Dan and Melissa saw the farm property in January 2015 and put an offer down in February. Although it hadn't closed, they got married on the site. He used recycled railroad ties with "Thiessen" emblazoned on it as their alter. It's now on the farm as well. And because Dan has so much time on his hands, he used 130-year-old barn wood to build their dining room table, designed and made the two large light fixtures, one over the table and one just inside the front door, and made the sliding barn doors for all their closets in the house. They're also contemplating a winery and tasting room on their property. Despite all that's going on, it's a peaceful place; you can picture a wedding, anniversary or other event overlooking the rolling hills.

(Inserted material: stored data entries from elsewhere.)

use std::path::PathBuf;

use serde::{Deserialize, Serialize};

#[derive(Debug, Clone, Serialize, Deserialize, PartialEq, Eq, Default)]
pub struct AppConfig {
    pub logging: LogConfig,
    pub channel: ChannelConfig,
    pub ui: UiConfig,
}

#[derive(Debug, Clone, Serialize, Deserialize, PartialEq, Eq)]
pub struct LogConfig {
    pub level: String,
}

impl Default for LogConfig {
    fn default() -> Self {
        Self {
            level: "info".to_owned(),
        }
    }
}

#[derive(Debug, Clone, Serialize, Deserialize, PartialEq, Eq)]
pub struct ChannelConfig {
    /// Overrides the shared store location. `None` uses the storage layout
    /// default, which all clients on the machine share.
    pub store_path: Option<PathBuf>,
    /// How often the subscription monitor polls the store for new rows.
    pub poll_interval_ms: u64,
}

impl Default for ChannelConfig {
    fn default() -> Self {
        Self {
            store_path: None,
            poll_interval_ms: 250,
        }
    }
}

#[derive(Debug, Clone, Serialize, Deserialize, PartialEq, Eq)]
pub struct UiConfig {
    /// Theme used when the profile has no saved preference.
    pub default_theme: String,
}

impl Default for UiConfig {
    fn default() -> Self {
        Self {
            default_theme: "dark".to_owned(),
        }
    }
}
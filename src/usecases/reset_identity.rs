//! Clears the locally persisted display name. The theme preference stays.
//!
//! This is the explicit CLI escape hatch; the running client itself never
//! revokes an identity.

use anyhow::Result;

use crate::infra::contracts::ProfileStore;

#[derive(Debug, Clone, PartialEq, Eq)]
pub struct ResetOutcome {
    pub identity_removed: bool,
}

pub fn reset_identity(profile: &mut dyn ProfileStore) -> Result<ResetOutcome> {
    let mut stored = profile.load()?;
    let identity_removed = stored.display_name.take().is_some();

    if identity_removed {
        profile.save(&stored)?;
    }

    Ok(ResetOutcome { identity_removed })
}
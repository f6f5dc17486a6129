//! Shell orchestration: wires input events to the identity, send, and
//! subscription use cases and keeps the session state machine consistent.

use anyhow::Result;

use crate::{
    domain::{
        events::{AppEvent, ChannelEvent, ChannelHealth, InputAction},
        identity::{DisplayName, DisplayNameError},
        session_state::{Notice, SessionPhase, SessionState},
    },
    infra::contracts::ProfileStore,
    usecases::{
        contracts::ShellOrchestrator,
        resolve_identity::{self, IdentityResolution},
        send_message::{self, MessageSender, SendMessageCommand, SendMessageError},
        subscribe_feed::{FeedSource, FeedSubscription},
        toggle_theme,
    },
};

const CHANNEL_SUBSCRIBE_FAILED: &str = "CHANNEL_SUBSCRIBE_FAILED";
const CHANNEL_SUBSCRIPTION_FAULT: &str = "CHANNEL_SUBSCRIPTION_FAULT";

const NAME_TOO_SHORT_NOTICE: &str = "Please enter a display name with at least 2 characters.";
const NAME_TOO_LONG_NOTICE: &str = "Display names are capped at 30 characters.";
const SEND_FAILED_NOTICE: &str = "Failed to send message. Please try again.";
const CHAT_UNAVAILABLE_NOTICE: &str = "Chat is temporarily unavailable. Please try again later.";

pub struct DefaultShellOrchestrator<C, P>
where
    C: MessageSender + FeedSource,
    P: ProfileStore,
{
    state: SessionState,
    subscription: Option<Box<dyn FeedSubscription>>,
    channel: C,
    profile: P,
}

impl<C, P> DefaultShellOrchestrator<C, P>
where
    C: MessageSender + FeedSource,
    P: ProfileStore,
{
    pub fn new(channel: C, profile: P, default_theme: &str) -> Self {
        let mut state = SessionState::default();
        state.set_theme(toggle_theme::resolve_theme(&profile, default_theme));

        Self {
            state,
            subscription: None,
            channel,
            profile,
        }
    }

    /// Resolves the startup phase: an existing identity goes straight to the
    /// chat view with the subscription running; otherwise the setup view.
    pub fn start(&mut self) {
        if let IdentityResolution::Established(name) =
            resolve_identity::resolve_identity(&self.profile)
        {
            self.enter_chat(name);
        }
    }

    fn handle_input(&mut self, action: InputAction) {
        match action {
            InputAction::InsertChar(ch) => {
                self.state.clear_notice();
                self.state.input_mut().insert_char(ch);
            }
            InputAction::DeleteBackward => self.state.input_mut().delete_backward(),
            InputAction::DeleteForward => self.state.input_mut().delete_forward(),
            InputAction::CursorLeft => self.state.input_mut().move_left(),
            InputAction::CursorRight => self.state.input_mut().move_right(),
            InputAction::CursorHome => self.state.input_mut().move_home(),
            InputAction::CursorEnd => self.state.input_mut().move_end(),
            InputAction::Submit => self.submit(),
            InputAction::ToggleTheme => self.toggle_theme(),
            InputAction::ScrollUp => {
                if self.state.phase() == SessionPhase::ChatActive {
                    self.state.feed_mut().scroll_up();
                }
            }
            InputAction::ScrollDown => {
                if self.state.phase() == SessionPhase::ChatActive {
                    self.state.feed_mut().scroll_down();
                }
            }
        }
    }

    fn submit(&mut self) {
        match self.state.phase() {
            SessionPhase::AwaitingIdentity => self.submit_identity(),
            SessionPhase::ChatActive => self.submit_message(),
        }
    }

    fn submit_identity(&mut self) {
        let raw = self.state.input().text().to_owned();

        match resolve_identity::accept_identity(&mut self.profile, &raw) {
            Ok(name) => self.enter_chat(name),
            Err(DisplayNameError::TooShort { .. }) => {
                self.state.set_notice(Notice::error(NAME_TOO_SHORT_NOTICE));
            }
            Err(DisplayNameError::TooLong { .. }) => {
                self.state.set_notice(Notice::error(NAME_TOO_LONG_NOTICE));
            }
        }
    }

    /// Switches to the chat view and starts the subscription, which replays
    /// the full history before streaming new messages.
    fn enter_chat(&mut self, name: DisplayName) {
        self.state.activate_chat(name);

        match self.channel.subscribe() {
            Ok(subscription) => {
                self.subscription = Some(subscription);
            }
            Err(error) => {
                tracing::error!(
                    code = CHANNEL_SUBSCRIBE_FAILED,
                    error = ?error,
                    "feed subscription could not be started"
                );
                self.state.set_channel_health(ChannelHealth::Degraded);
                self.state.set_notice(Notice::error(CHAT_UNAVAILABLE_NOTICE));
            }
        }
    }

    fn submit_message(&mut self) {
        let Some(author) = self.state.identity().map(|name| name.as_str().to_owned()) else {
            return;
        };

        let command = SendMessageCommand {
            author,
            body: self.state.input().text().to_owned(),
        };

        match send_message::send_message(&self.channel, command) {
            Ok(()) => {
                self.state.input_mut().clear();
                self.state.clear_notice();
                self.state.feed_mut().pin_to_latest();
            }
            // Nothing composed: silently keep waiting for input.
            Err(SendMessageError::EmptyBody) => {}
            Err(error) => {
                tracing::warn!(send_error = ?error, "message send failed");
                self.state.set_notice(Notice::error(SEND_FAILED_NOTICE));
            }
        }
    }

    fn toggle_theme(&mut self) {
        let next = toggle_theme::toggle_theme(&mut self.profile, self.state.theme());
        self.state.set_theme(next);
    }
}

impl<C, P> ShellOrchestrator for DefaultShellOrchestrator<C, P>
where
    C: MessageSender + FeedSource,
    P: ProfileStore,
{
    fn state(&self) -> &SessionState {
        &self.state
    }

    fn handle_event(&mut self, event: AppEvent) -> Result<()> {
        match event {
            AppEvent::Tick => self.poll_channel()?,
            AppEvent::QuitRequested => self.state.stop(),
            AppEvent::Input(action) => self.handle_input(action),
        }

        Ok(())
    }

    fn poll_channel(&mut self) -> Result<()> {
        let Some(subscription) = self.subscription.as_mut() else {
            return Ok(());
        };

        while let Some(event) = subscription.try_next() {
            match event {
                ChannelEvent::Message(message) => {
                    self.state.feed_mut().append(message);
                    self.state.set_channel_health(ChannelHealth::Live);
                }
                ChannelEvent::Fault { code } => {
                    tracing::warn!(
                        code = CHANNEL_SUBSCRIPTION_FAULT,
                        fault = %code,
                        "channel subscription fault"
                    );
                    self.state.set_channel_health(ChannelHealth::Degraded);
                }
            }
        }

        Ok(())
    }
}
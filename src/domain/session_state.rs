use super::{
    events::ChannelHealth, feed_state::FeedState, identity::DisplayName, input_state::InputState,
    theme::Theme,
};

/// Which view the session is in. There is no path back to identity setup
/// within a running session.
#[derive(Debug, Clone, Copy, PartialEq, Eq, Default)]
pub enum SessionPhase {
    #[default]
    AwaitingIdentity,
    ChatActive,
}

/// Inline user-facing notice shown near the input field.
#[derive(Debug, Clone, PartialEq, Eq)]
pub struct Notice {
    pub text: String,
}

impl Notice {
    pub fn error(text: impl Into<String>) -> Self {
        Self { text: text.into() }
    }
}

/// All mutable state of one client session, built at startup and dropped on
/// exit. Everything the renderer shows lives here.
#[derive(Debug, Clone, PartialEq, Eq)]
pub struct SessionState {
    running: bool,
    phase: SessionPhase,
    identity: Option<DisplayName>,
    theme: Theme,
    channel_health: ChannelHealth,
    notice: Option<Notice>,
    input: InputState,
    feed: FeedState,
}

impl Default for SessionState {
    fn default() -> Self {
        Self {
            running: true,
            phase: SessionPhase::AwaitingIdentity,
            identity: None,
            theme: Theme::default(),
            channel_health: ChannelHealth::default(),
            notice: None,
            input: InputState::default(),
            feed: FeedState::default(),
        }
    }
}

impl SessionState {
    pub fn is_running(&self) -> bool {
        self.running
    }

    pub fn stop(&mut self) {
        self.running = false;
    }

    pub fn phase(&self) -> SessionPhase {
        self.phase
    }

    pub fn identity(&self) -> Option<&DisplayName> {
        self.identity.as_ref()
    }

    pub fn theme(&self) -> Theme {
        self.theme
    }

    pub fn set_theme(&mut self, theme: Theme) {
        self.theme = theme;
    }

    pub fn channel_health(&self) -> ChannelHealth {
        self.channel_health
    }

    pub fn set_channel_health(&mut self, health: ChannelHealth) {
        self.channel_health = health;
    }

    pub fn notice(&self) -> Option<&Notice> {
        self.notice.as_ref()
    }

    pub fn set_notice(&mut self, notice: Notice) {
        self.notice = Some(notice);
    }

    pub fn clear_notice(&mut self) {
        self.notice = None;
    }

    pub fn input(&self) -> &InputState {
        &self.input
    }

    pub fn input_mut(&mut self) -> &mut InputState {
        &mut self.input
    }

    pub fn feed(&self) -> &FeedState {
        &self.feed
    }

    pub fn feed_mut(&mut self) -> &mut FeedState {
        &mut self.feed
    }

    /// Establishes the session identity and switches to the chat view.
    /// The input field and any setup notice are reset for composing.
    pub fn activate_chat(&mut self, identity: DisplayName) {
        self.identity = Some(identity);
        self.phase = SessionPhase::ChatActive;
        self.input.clear();
        self.notice = None;
    }
}
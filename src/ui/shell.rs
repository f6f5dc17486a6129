use anyhow::Result;

use crate::usecases::{
    context::AppContext,
    contracts::{AppEventSource, ShellOrchestrator},
};

use super::{terminal::TerminalSession, view};

pub fn start(
    context: &AppContext,
    event_source: &mut dyn AppEventSource,
    orchestrator: &mut dyn ShellOrchestrator,
) -> Result<()> {
    tracing::info!(
        log_level = %context.config.logging.level,
        "starting lobby shell"
    );

    let mut terminal = TerminalSession::new()?;

    while orchestrator.state().is_running() {
        orchestrator.poll_channel()?;
        terminal.draw(|frame| view::render(frame, orchestrator.state()))?;

        if let Some(event) = event_source.next_event()? {
            orchestrator.handle_event(event)?;
        }
    }

    Ok(())
}

#[cfg(test)]
mod tests {
    use super::*;
    use crate::{
        domain::events::{AppEvent, ChannelEvent},
        infra::stubs::MemoryProfileStore,
        ui::event_source::MockEventSource,
        usecases::{
            send_message::{MessageSender, SendMessageSourceError},
            shell::DefaultShellOrchestrator,
            subscribe_feed::{FeedSource, FeedSourceError, FeedSubscription},
        },
    };

    struct IdleChannel;

    impl MessageSender for IdleChannel {
        fn send_message(&self, _author: &str, _body: &str) -> Result<(), SendMessageSourceError> {
            Ok(())
        }
    }

    struct EmptySubscription;

    impl FeedSubscription for EmptySubscription {
        fn try_next(&mut self) -> Option<ChannelEvent> {
            None
        }
    }

    impl FeedSource for IdleChannel {
        fn subscribe(&mut self) -> Result<Box<dyn FeedSubscription>, FeedSourceError> {
            Ok(Box::new(EmptySubscription))
        }
    }

    #[test]
    fn mock_source_produces_quit_event() {
        let mut source = MockEventSource::from(vec![AppEvent::QuitRequested]);

        let event = source.next_event().expect("must read mock event");

        assert_eq!(event, Some(AppEvent::QuitRequested));
    }

    #[test]
    fn orchestrator_stops_on_quit_from_source() {
        let mut source = MockEventSource::from(vec![AppEvent::QuitRequested]);
        let mut orchestrator =
            DefaultShellOrchestrator::new(IdleChannel, MemoryProfileStore::default(), "dark");

        if let Some(event) = source.next_event().expect("must read mock event") {
            orchestrator
                .handle_event(event)
                .expect("must handle quit event");
        }

        assert!(!orchestrator.state().is_running());
    }
}
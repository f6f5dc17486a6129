//! Use case for appending a message to the shared lobby feed.
//!
//! Validates the composed text and delegates to the channel's `MessageSender`.
//! The caller keeps the composed text when a send fails so the user can retry.

/// Command to append one message under the session identity.
#[derive(Debug, Clone, PartialEq, Eq)]
pub struct SendMessageCommand {
    pub author: String,
    pub body: String,
}

/// Errors reported by the channel adapter.
#[derive(Debug, Clone, Copy, PartialEq, Eq)]
pub enum SendMessageSourceError {
    /// The store is temporarily unreachable (busy/locked).
    Unavailable,
    /// The store refused the append outright.
    Rejected,
}

/// Domain-level errors for the send operation.
#[derive(Debug, Clone, Copy, PartialEq, Eq)]
pub enum SendMessageError {
    /// Body is empty after trimming whitespace.
    EmptyBody,
    /// The store is temporarily unreachable; a retry may succeed.
    TemporarilyUnavailable,
    /// The store refused the append.
    Rejected,
}

/// Trait for appending messages to the shared feed.
pub trait MessageSender {
    /// Appends a message under the given author name. The implementation
    /// assigns the timestamp at append time.
    ///
    /// # Errors
    /// Returns `SendMessageSourceError` when the append did not happen.
    fn send_message(&self, author: &str, body: &str) -> Result<(), SendMessageSourceError>;
}

impl<T: MessageSender + ?Sized> MessageSender for &T {
    fn send_message(&self, author: &str, body: &str) -> Result<(), SendMessageSourceError> {
        (*self).send_message(author, body)
    }
}

/// Sends a message to the shared feed.
///
/// Trims the body, rejects empty input, and maps source errors to domain
/// errors. Exactly one store entry results from a successful call.
///
/// # Errors
/// Returns `SendMessageError::EmptyBody` if the body is empty/whitespace.
/// Maps source errors to domain errors for the other failure cases.
pub fn send_message(
    sender: &dyn MessageSender,
    command: SendMessageCommand,
) -> Result<(), SendMessageError> {
    let body = command.body.trim();
    if body.is_empty() {
        return Err(SendMessageError::EmptyBody);
    }

    sender
        .send_message(&command.author, body)
        .map_err(map_source_error)
}

fn map_source_error(error: SendMessageSourceError) -> SendMessageError {
    match error {
        SendMessageSourceError::Unavailable => SendMessageError::TemporarilyUnavailable,
        SendMessageSourceError::Rejected => SendMessageError::Rejected,
    }
}
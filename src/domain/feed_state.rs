use super::message::ChatMessage;

/// Arrival-ordered message feed for the current session.
///
/// Messages accumulate in the order the channel delivered them; nothing is
/// ever re-sorted, evicted, or windowed. The viewport stays pinned to the
/// newest message until the user scrolls up, and scrolling anchors on a
/// message so new arrivals do not yank the view back down.
#[derive(Debug, Clone, PartialEq, Eq, Default)]
pub struct FeedState {
    messages: Vec<ChatMessage>,
    /// How many messages back from the newest the viewport is anchored.
    /// Zero means pinned to the bottom.
    scroll_from_latest: usize,
}

impl FeedState {
    pub fn messages(&self) -> &[ChatMessage] {
        &self.messages
    }

    pub fn is_empty(&self) -> bool {
        self.messages.is_empty()
    }

    pub fn len(&self) -> usize {
        self.messages.len()
    }

    #[cfg_attr(not(test), allow(dead_code))]
    pub fn is_pinned(&self) -> bool {
        self.scroll_from_latest == 0
    }

    /// Exclusive end of the visible message range.
    pub fn visible_end(&self) -> usize {
        self.messages.len() - self.scroll_from_latest
    }

    /// Appends a delivered message. A scrolled-up viewport keeps its anchor;
    /// a pinned one follows the new message.
    pub fn append(&mut self, message: ChatMessage) {
        self.messages.push(message);
        if self.scroll_from_latest != 0 {
            self.scroll_from_latest += 1;
        }
    }

    pub fn scroll_up(&mut self) {
        if self.scroll_from_latest + 1 < self.messages.len() {
            self.scroll_from_latest += 1;
        }
    }

    pub fn scroll_down(&mut self) {
        self.scroll_from_latest = self.scroll_from_latest.saturating_sub(1);
    }

    /// Jumps back to the newest message.
    pub fn pin_to_latest(&mut self) {
        self.scroll_from_latest = 0;
    }
}
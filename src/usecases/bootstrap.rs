use std::path::Path;

use crate::{
    infra::{
        self,
        config::FileConfigAdapter,
        contracts::ConfigAdapter,
        error::AppError,
        storage_layout::StorageLayout,
    },
    usecases::context::AppContext,
};

pub fn bootstrap(config_path: Option<&Path>) -> Result<AppContext, AppError> {
    let context = build_context(config_path)?;
    context.layout.ensure_dirs()?;
    infra::logging::init(&context.config.logging, &context.layout.log_dir)?;

    Ok(context)
}

fn build_context(config_path: Option<&Path>) -> Result<AppContext, AppError> {
    let config_adapter = FileConfigAdapter::new(config_path);
    let config = config_adapter.load().map_err(AppError::Other)?;
    let layout = StorageLayout::resolve()?;

    Ok(AppContext::new(config, layout))
}

#[cfg(test)]
mod tests {
    use super::*;

    #[test]
    fn builds_context_with_default_config_when_file_is_missing() {
        let context = build_context(Some(Path::new("./missing-config.toml")))
            .expect("context should build from defaults");

        assert_eq!(context.config, crate::infra::config::AppConfig::default());
    }
}
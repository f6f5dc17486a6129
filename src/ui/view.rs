use ratatui::{
    layout::{Alignment, Constraint, Direction, Layout, Rect},
    text::{Line, Span},
    widgets::{Block, Borders, Paragraph},
    Frame,
};
use unicode_width::UnicodeWidthStr;

use crate::domain::session_state::{SessionPhase, SessionState};

use super::{message_rendering::build_feed_lines, styles};

const HEADER_TITLE: &str = "Community Lobby";
const PROMPT_SYMBOL: &str = "> ";
const EMPTY_FEED_PLACEHOLDER: &str = "No messages yet. Say hello!";
const SETUP_TITLE: &str = "Join the lobby";
const SETUP_PROMPT_TEXT: &str = "Pick a display name to join the conversation.";
const SETUP_HINT: &str = "2-30 characters. Press Enter to join.";
const CHAT_HINT: &str = "Press Enter to send.";

pub fn render(frame: &mut Frame<'_>, state: &SessionState) {
    let [header_area, body_area, input_area, status_area] = Layout::default()
        .direction(Direction::Vertical)
        .constraints([
            Constraint::Length(1),
            Constraint::Min(1),
            Constraint::Length(3),
            Constraint::Length(1),
        ])
        .areas(frame.area());

    render_header(frame, header_area, state);

    match state.phase() {
        SessionPhase::AwaitingIdentity => render_setup_panel(frame, body_area, state),
        SessionPhase::ChatActive => render_feed_panel(frame, body_area, state),
    }

    render_input(frame, input_area, state);

    let status =
        Paragraph::new(status_line(state)).style(styles::status_line_style(state.theme()));
    frame.render_widget(status, status_area);
}

fn render_header(frame: &mut Frame<'_>, area: Rect, state: &SessionState) {
    let header = Paragraph::new(Line::from(Span::styled(
        HEADER_TITLE,
        styles::header_style(state.theme()),
    )))
    .alignment(Alignment::Center);
    frame.render_widget(header, area);
}

fn render_setup_panel(frame: &mut Frame<'_>, area: Rect, state: &SessionState) {
    let theme = state.theme();

    let lines = vec![
        Line::default(),
        Line::from(Span::styled(
            SETUP_PROMPT_TEXT,
            styles::input_text_style(theme),
        )),
        Line::from(Span::styled(SETUP_HINT, styles::message_info_style(theme))),
    ];

    let panel = Paragraph::new(lines)
        .alignment(Alignment::Center)
        .block(
            Block::default()
                .borders(Borders::ALL)
                .border_style(styles::panel_border_style(theme))
                .title(Span::styled(SETUP_TITLE, styles::panel_title_style(theme))),
        );
    frame.render_widget(panel, area);
}

fn render_feed_panel(frame: &mut Frame<'_>, area: Rect, state: &SessionState) {
    let theme = state.theme();
    let feed = state.feed();

    let block = Block::default()
        .borders(Borders::ALL)
        .border_style(styles::panel_border_style(theme))
        .title(Span::styled(
            format!("Lobby ({})", feed.len()),
            styles::panel_title_style(theme),
        ));

    if feed.is_empty() {
        let placeholder = Paragraph::new(Line::from(Span::styled(
            EMPTY_FEED_PLACEHOLDER,
            styles::placeholder_style(theme),
        )))
        .alignment(Alignment::Center)
        .block(block);
        frame.render_widget(placeholder, area);
        return;
    }

    let own_name = state.identity().map(|name| name.as_str()).unwrap_or("");
    let visible = &feed.messages()[..feed.visible_end()];
    let lines = build_feed_lines(visible, own_name, theme);

    // Keep the end of the visible range on screen.
    let inner_height = area.height.saturating_sub(2) as usize;
    let scroll_y = lines.len().saturating_sub(inner_height) as u16;

    let paragraph = Paragraph::new(lines).block(block).scroll((scroll_y, 0));
    frame.render_widget(paragraph, area);
}

fn render_input(frame: &mut Frame<'_>, area: Rect, state: &SessionState) {
    let theme = state.theme();

    let title = match state.notice() {
        Some(notice) => Span::styled(notice.text.clone(), styles::notice_error_style(theme)),
        None => Span::styled(
            hint_for_phase(state.phase()),
            styles::message_info_style(theme),
        ),
    };

    let input = state.input();
    let content = Line::from(vec![
        Span::styled(PROMPT_SYMBOL, styles::input_prompt_style(theme)),
        Span::styled(input.text().to_owned(), styles::input_text_style(theme)),
    ]);

    let paragraph = Paragraph::new(content).block(
        Block::default()
            .borders(Borders::ALL)
            .border_style(styles::panel_border_style(theme))
            .title(title),
    );
    frame.render_widget(paragraph, area);

    // Place the terminal cursor at the edit position, wide glyphs included.
    let cursor_x = area
        .x
        .saturating_add(1)
        .saturating_add(PROMPT_SYMBOL.len() as u16)
        .saturating_add(input.text_before_cursor().width().min(u16::MAX as usize) as u16);
    let cursor_y = area.y.saturating_add(1);
    frame.set_cursor_position((cursor_x, cursor_y));
}

fn hint_for_phase(phase: SessionPhase) -> &'static str {
    match phase {
        SessionPhase::AwaitingIdentity => SETUP_HINT,
        SessionPhase::ChatActive => CHAT_HINT,
    }
}

fn status_line(state: &SessionState) -> String {
    let identity = state.identity().map(|name| name.as_str()).unwrap_or("-");
    let nav_hint = match state.phase() {
        SessionPhase::AwaitingIdentity => "Enter: join | Ctrl+T: theme | Esc: quit",
        SessionPhase::ChatActive => "Enter: send | Up/Down: scroll | Ctrl+T: theme | Esc: quit",
    };

    format!(
        "you: {identity} | theme: {} | channel: {} | {nav_hint}",
        state.theme().as_str(),
        state.channel_health().as_label()
    )
}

Tyler Cox, a teacher at WWCC, has a cattle genetics project in process, summering his cattle on their pasture ground. The farm used to belong to Mike Locati, best known for sweet onions and asparagus as well as Locati Cellars, hence the vineyards (6-1/2 acres of Sangiovese and 2 acres of Barbera). The vineyards are managed by Bella Fortuna and wines made by Jason Fox. "We also sell grapes and have a Fire & Vine Hospitality rosé project happening. I think we're sold out now. We only made 125 cases; we're thinking about doubling that next year."

Tyler Cox cattle with Thiessen farmhouse in background

There's no doubt we'll be hearing more from Dan, Wagon Wrench Farms projects, Walla Walla Steak Co. and Crossbuck Brewing. Can't picture that foot coming off the gas pedal any time soon.